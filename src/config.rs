// SPDX-License-Identifier: GPL-3.0-only

use crate::backends::detector::Symbology;
use crate::constants::{app_info, capture, timing};
use crate::errors::{AppError, AppResult};
use serde::{Deserialize, Serialize};
use std::path::{Path, PathBuf};
use std::time::Duration;
use tracing::{debug, warn};

/// Scanner configuration
///
/// Stored as JSON in `$XDG_CONFIG_HOME/barcode-scanner/config.json`. Every
/// field is optional in the file.
#[derive(Debug, Clone, PartialEq, Eq, Serialize, Deserialize)]
#[serde(default)]
pub struct Config {
    /// Minimum time between detection attempts
    pub detection_interval_ms: u64,
    /// Delay between releasing one camera and opening the next
    pub device_switch_settle_ms: u64,
    /// Preferred capture width
    pub ideal_width: u32,
    /// Preferred capture height
    pub ideal_height: u32,
    /// Frame callback rate of the detection loop
    pub frame_rate_hz: u32,
    /// Barcode formats to decode
    pub symbologies: Vec<Symbology>,
}

impl Default for Config {
    fn default() -> Self {
        Self {
            detection_interval_ms: timing::DETECTION_INTERVAL_MS,
            device_switch_settle_ms: timing::DEVICE_SWITCH_SETTLE_MS,
            ideal_width: capture::IDEAL_WIDTH,
            ideal_height: capture::IDEAL_HEIGHT,
            frame_rate_hz: timing::FRAME_RATE_HZ,
            symbologies: Symbology::RETAIL.to_vec(),
        }
    }
}

impl Config {
    /// Default config file location
    pub fn path() -> Option<PathBuf> {
        dirs::config_dir().map(|dir| dir.join(app_info::APP_NAME).join("config.json"))
    }

    /// Load the config, falling back to defaults
    ///
    /// A missing file is normal. An unreadable or malformed file is logged
    /// and ignored.
    pub fn load() -> Self {
        let Some(path) = Self::path() else {
            debug!("No config directory, using defaults");
            return Self::default();
        };

        if !path.exists() {
            debug!(path = %path.display(), "No config file, using defaults");
            return Self::default();
        }

        match Self::load_from(&path) {
            Ok(config) => config,
            Err(e) => {
                warn!(path = %path.display(), error = %e, "Ignoring invalid config file");
                Self::default()
            }
        }
    }

    /// Load from a specific file
    pub fn load_from(path: &Path) -> AppResult<Self> {
        let contents = std::fs::read_to_string(path)?;
        let config: Config = serde_json::from_str(&contents)?;
        config.validate()?;
        Ok(config)
    }

    /// Write to a specific file, creating parent directories
    pub fn save_to(&self, path: &Path) -> AppResult<()> {
        if let Some(parent) = path.parent() {
            std::fs::create_dir_all(parent)?;
        }
        let json = serde_json::to_string_pretty(self)?;
        std::fs::write(path, json)?;
        Ok(())
    }

    pub fn validate(&self) -> AppResult<()> {
        if self.symbologies.is_empty() {
            return Err(AppError::Config("symbologies must not be empty".into()));
        }
        if self.frame_rate_hz == 0 {
            return Err(AppError::Config("frame_rate_hz must be positive".into()));
        }
        if self.ideal_width == 0 || self.ideal_height == 0 {
            return Err(AppError::Config("ideal resolution must be non-zero".into()));
        }
        Ok(())
    }

    pub fn detection_interval(&self) -> Duration {
        Duration::from_millis(self.detection_interval_ms)
    }

    pub fn device_switch_settle(&self) -> Duration {
        Duration::from_millis(self.device_switch_settle_ms)
    }
}

#[cfg(test)]
mod tests {
    use super::*;

    #[test]
    fn test_partial_file_fills_defaults() {
        let config: Config = serde_json::from_str(r#"{ "detection_interval_ms": 350 }"#).unwrap();
        assert_eq!(config.detection_interval(), Duration::from_millis(350));
        assert_eq!(config.device_switch_settle_ms, 100);
        assert_eq!(config.symbologies, Symbology::RETAIL.to_vec());
    }

    #[test]
    fn test_empty_symbologies_are_invalid() {
        let config = Config {
            symbologies: Vec::new(),
            ..Config::default()
        };
        assert!(matches!(config.validate(), Err(AppError::Config(_))));
    }
}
┄┄┄┄┄┄┄┄┄┄┄┄┄┄┄┄┄┄┄┄
**Problem statement**:
Scan the preceding listing for the string "Deserialize" and copy every line where it occurs.

**Expected answer**:
use serde::{Deserialize, Serialize};
#[derive(Debug, Clone, PartialEq, Eq, Serialize, Deserialize)]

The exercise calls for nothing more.